Further reading on race and property:
‘The Production of Race Through Time and Title Registration’ by Sarah Keenan.
Money, Mortgages, and the Conquest of America by K-Sue Park
Concluding remarks
Unfortunately I do not have any time at present to go further into the myriad strains opened up by these readings. However, one aspect was of extreme interest to me, and I intend to take it up further in future work. This relates to the mutually constitutive relationship constructed between Black and Indigenous racialisations which cannot be stressed often enough, also in part because of the tendency for it to be missed outside of the work of those scholars, such as Wolfe, Harris, Moreton-Robinson, Robin D.G. Kelley and others who have cast is as central.
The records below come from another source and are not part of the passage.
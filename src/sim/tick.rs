//! Per-tick simulation step
//!
//! Phase order matters and is fixed: movement, input, ship collisions,
//! torpedo collisions, then the terminal check.

use glam::Vec2;
use serde::{Deserialize, Serialize};

use super::asteroid::{Asteroid, fragment_velocities};
use super::body::Bounds;
use super::collision::has_intersection;
use super::state::{GamePhase, GameState};
use super::torpedo::Torpedo;
use crate::consts::*;
use crate::platform::DisplaySurface;

/// Input intents sampled once per tick. Any combination may be active.
#[derive(Debug, Clone, Default, PartialEq, Eq, Serialize, Deserialize)]
pub struct TickInput {
    pub thrust: bool,
    pub turn_left: bool,
    pub turn_right: bool,
    pub teleport: bool,
    /// Fire a standard torpedo
    pub fire: bool,
    /// Fire an orbiting burst
    pub fire_special: bool,
    /// Player asked to leave
    pub quit: bool,
}

/// Advance the game by one tick, issuing draw commands along the way.
///
/// Returns the phase after the tick. Once terminal, further calls are no-ops.
pub fn tick(state: &mut GameState, display: &mut impl DisplaySurface) -> GamePhase {
    if state.phase.is_terminal() {
        return state.phase;
    }
    state.time_ticks += 1;

    move_ship(state, display);
    move_asteroids(state, display);
    move_torpedoes(state, display);
    move_special_torpedoes(state, display);

    let input = display.poll_input();
    apply_input(state, &input, display);

    ship_hit_asteroid(state, display);
    torpedo_hit_asteroid(state, display, TorpedoSet::Standard);
    torpedo_hit_asteroid(state, display, TorpedoSet::Special);

    state.phase = check_end(state, &input, display);
    state.phase
}

fn draw_ship(state: &GameState, display: &mut impl DisplaySurface) {
    let ship = &state.ship;
    display.draw_ship(ship.body.pos.x, ship.body.pos.y, ship.direction);
}

fn draw_torpedo(torpedo: &Torpedo, display: &mut impl DisplaySurface) {
    display.draw_torpedo(
        torpedo.id,
        torpedo.body.pos.x,
        torpedo.body.pos.y,
        torpedo.direction,
    );
}

fn move_ship(state: &mut GameState, display: &mut impl DisplaySurface) {
    state.ship.body.advance(&state.bounds);
    draw_ship(state, display);
}

fn move_asteroids(state: &mut GameState, display: &mut impl DisplaySurface) {
    for asteroid in &mut state.asteroids {
        asteroid.body.advance(&state.bounds);
        display.draw_asteroid(asteroid.id, asteroid.body.pos.x, asteroid.body.pos.y);
    }
}

fn move_torpedoes(state: &mut GameState, display: &mut impl DisplaySurface) {
    let bounds = state.bounds;
    let ship_vel = state.ship.body.vel;
    state
        .torpedoes
        .retain_mut(|torpedo| advance_torpedo(torpedo, &bounds, ship_vel, display));
}

fn move_special_torpedoes(state: &mut GameState, display: &mut impl DisplaySurface) {
    let bounds = state.bounds;
    let ship_vel = state.ship.body.vel;
    state
        .special_torpedoes
        .retain_mut(|torpedo| advance_torpedo(torpedo, &bounds, ship_vel, display));
}

/// Move one torpedo; expired ones are unregistered and dropped
fn advance_torpedo(
    torpedo: &mut Torpedo,
    bounds: &Bounds,
    ship_vel: Vec2,
    display: &mut impl DisplaySurface,
) -> bool {
    if torpedo.advance(bounds, ship_vel) {
        draw_torpedo(torpedo, display);
        true
    } else {
        log::debug!("Torpedo {} expired", torpedo.id);
        display.unregister_torpedo(torpedo.id);
        false
    }
}

fn apply_input(state: &mut GameState, input: &TickInput, display: &mut impl DisplaySurface) {
    if input.thrust {
        state.ship.speed_up();
        draw_ship(state, display);
    }
    if input.turn_right {
        state.ship.turn_right();
        draw_ship(state, display);
    }
    if input.turn_left {
        state.ship.turn_left();
        draw_ship(state, display);
    }
    if input.teleport {
        state.teleport_ship();
        draw_ship(state, display);
    }
    if input.fire && state.torpedoes.len() < MAX_TORPEDOS {
        fire_torpedo(state, display);
    }
    if input.fire_special
        && state.special_torpedoes.len() < MAX_SPECIAL_TORPEDOS * SPECIAL_TORPEDOS_AMOUNT
    {
        fire_special_burst(state, display);
    }
}

/// Launch a standard torpedo from the ship along its heading.
///
/// Returns the new torpedo's ID, or None when at the cap.
pub fn fire_torpedo(state: &mut GameState, display: &mut impl DisplaySurface) -> Option<u32> {
    if state.torpedoes.len() >= MAX_TORPEDOS {
        return None;
    }
    let direction = state.ship.direction;
    let vel = state.ship.launch_velocity(direction);
    let id = state.next_entity_id();
    let torpedo = Torpedo::standard(id, state.ship.body.pos, vel, direction);

    display.register_torpedo(id);
    draw_torpedo(&torpedo, display);
    state.torpedoes.push(torpedo);
    Some(id)
}

/// Launch [`SPECIAL_TORPEDOS_AMOUNT`] orbiting torpedoes evenly spread
/// around the ship's heading. Returns how many were launched (0 at the cap).
pub fn fire_special_burst(state: &mut GameState, display: &mut impl DisplaySurface) -> usize {
    if state.special_torpedoes.len() >= MAX_SPECIAL_TORPEDOS * SPECIAL_TORPEDOS_AMOUNT {
        return 0;
    }
    let spacing = 360.0 / SPECIAL_TORPEDOS_AMOUNT as f32;
    for i in 0..SPECIAL_TORPEDOS_AMOUNT {
        let direction = state.ship.direction + i as f32 * spacing;
        let vel = state.ship.launch_velocity(direction);
        let id = state.next_entity_id();
        let torpedo = Torpedo::orbiting(id, state.ship.body.pos, vel, direction);

        display.register_torpedo(id);
        draw_torpedo(&torpedo, display);
        state.special_torpedoes.push(torpedo);
    }
    SPECIAL_TORPEDOS_AMOUNT
}

/// Ship vs asteroids. At most one asteroid is removed and one life lost.
///
/// With lives to spare the first overlapping asteroid is taken; on the last
/// life the scan runs on and the last overlapping one is taken.
fn ship_hit_asteroid(state: &mut GameState, display: &mut impl DisplaySurface) {
    let mut hit = None;
    for asteroid in &state.asteroids {
        if has_intersection(asteroid, &state.ship) {
            hit = Some(asteroid.id);
            if state.lives > 1 {
                display.show_message(COLLISION_MSG.0, COLLISION_MSG.1);
                break;
            }
        }
    }

    if let Some(id) = hit {
        state.lives = state.lives.saturating_sub(1);
        log::debug!("Ship hit asteroid {}, {} lives left", id, state.lives);
        display.remove_life();
        remove_asteroid(state, id, display);
    }
}

#[derive(Debug, Clone, Copy)]
enum TorpedoSet {
    Standard,
    Special,
}

impl TorpedoSet {
    fn of(self, state: &GameState) -> &[Torpedo] {
        match self {
            TorpedoSet::Standard => &state.torpedoes,
            TorpedoSet::Special => &state.special_torpedoes,
        }
    }
}

/// Torpedoes vs asteroids for one torpedo set.
///
/// Every hit on a splittable asteroid spawns its fragments right away and
/// ends that torpedo's scan; hits on the smallest tier don't end the scan.
/// Only the last recorded hit is scored and removed.
fn torpedo_hit_asteroid(
    state: &mut GameState,
    display: &mut impl DisplaySurface,
    set: TorpedoSet,
) {
    let mut hit: Option<(u32, u32)> = None;
    for t in 0..set.of(state).len() {
        let (torpedo_id, torpedo_vel) = {
            let torpedo = &set.of(state)[t];
            (torpedo.id, torpedo.body.vel)
        };

        // Fragments are appended as we go, so later torpedoes can see them
        let mut a = 0;
        while a < state.asteroids.len() {
            let asteroid = &state.asteroids[a];
            if has_intersection(asteroid, &set.of(state)[t]) {
                hit = Some((torpedo_id, asteroid.id));
                if asteroid.size.smaller().is_some() {
                    let parent = asteroid.clone();
                    split_asteroid(state, &parent, torpedo_vel, display);
                    break;
                }
            }
            a += 1;
        }
    }

    if let Some((torpedo_id, asteroid_id)) = hit {
        if let Some(points) = state.asteroid(asteroid_id).map(|a| a.size.score()) {
            state.score += points;
            display.set_score(state.score);
        }
        remove_asteroid(state, asteroid_id, display);
        remove_torpedo(state, torpedo_id, display);
    }
}

/// Spawn the two fragments of `parent` at its position
fn split_asteroid(
    state: &mut GameState,
    parent: &Asteroid,
    torpedo_vel: Vec2,
    display: &mut impl DisplaySurface,
) {
    let Some(size) = parent.size.smaller() else {
        return;
    };
    let (vel_a, vel_b) = fragment_velocities(parent.body.vel, torpedo_vel);
    for vel in [vel_a, vel_b] {
        let id = state.add_asteroid(parent.body.pos, vel, size);
        display.register_asteroid(id, size.tier());
        display.draw_asteroid(id, parent.body.pos.x, parent.body.pos.y);
    }
    log::debug!("Asteroid {} split into two of size {}", parent.id, size.tier());
}

fn remove_asteroid(state: &mut GameState, id: u32, display: &mut impl DisplaySurface) {
    display.unregister_asteroid(id);
    state.asteroids.retain(|a| a.id != id);
}

fn remove_torpedo(state: &mut GameState, id: u32, display: &mut impl DisplaySurface) {
    let before = state.torpedo_count();
    state.torpedoes.retain(|t| t.id != id);
    state.special_torpedoes.retain(|t| t.id != id);
    if state.torpedo_count() < before {
        display.unregister_torpedo(id);
    }
}

/// Terminal check: win beats quit beats game over
fn check_end(
    state: &GameState,
    input: &TickInput,
    display: &mut impl DisplaySurface,
) -> GamePhase {
    let (phase, msg) = if state.asteroids.is_empty() {
        (GamePhase::Won, WIN_MSG)
    } else if input.quit {
        (GamePhase::Quit, EXIT_MSG)
    } else if state.lives == 0 {
        (GamePhase::GameOver, GAME_OVER_MSG)
    } else {
        return GamePhase::Running;
    };

    log::info!(
        "Game ended ({:?}) after {} ticks with score {}",
        phase,
        state.time_ticks,
        state.score
    );
    display.show_message(msg.0, msg.1);
    display.end_game();
    phase
}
The narrowness of the focus of much of what is called ‘ethnic studies’ in the US is in part to blame. This was the subject of the talk by J. Kēhaulani Kauanui at the 2016 American Studies Association conference panel, ‘Racializing the National Home: Patrick Wolfe’s “Traces of History”‘ (with Cynthia G. Franklin, Jean O’Brien, Robin D.G. Kelley, J. Kehaulani Kauanui, Saree Makdisi, and David Colles Lloyd). Kauanui also takes these themes up in a paper in the American Quarterly.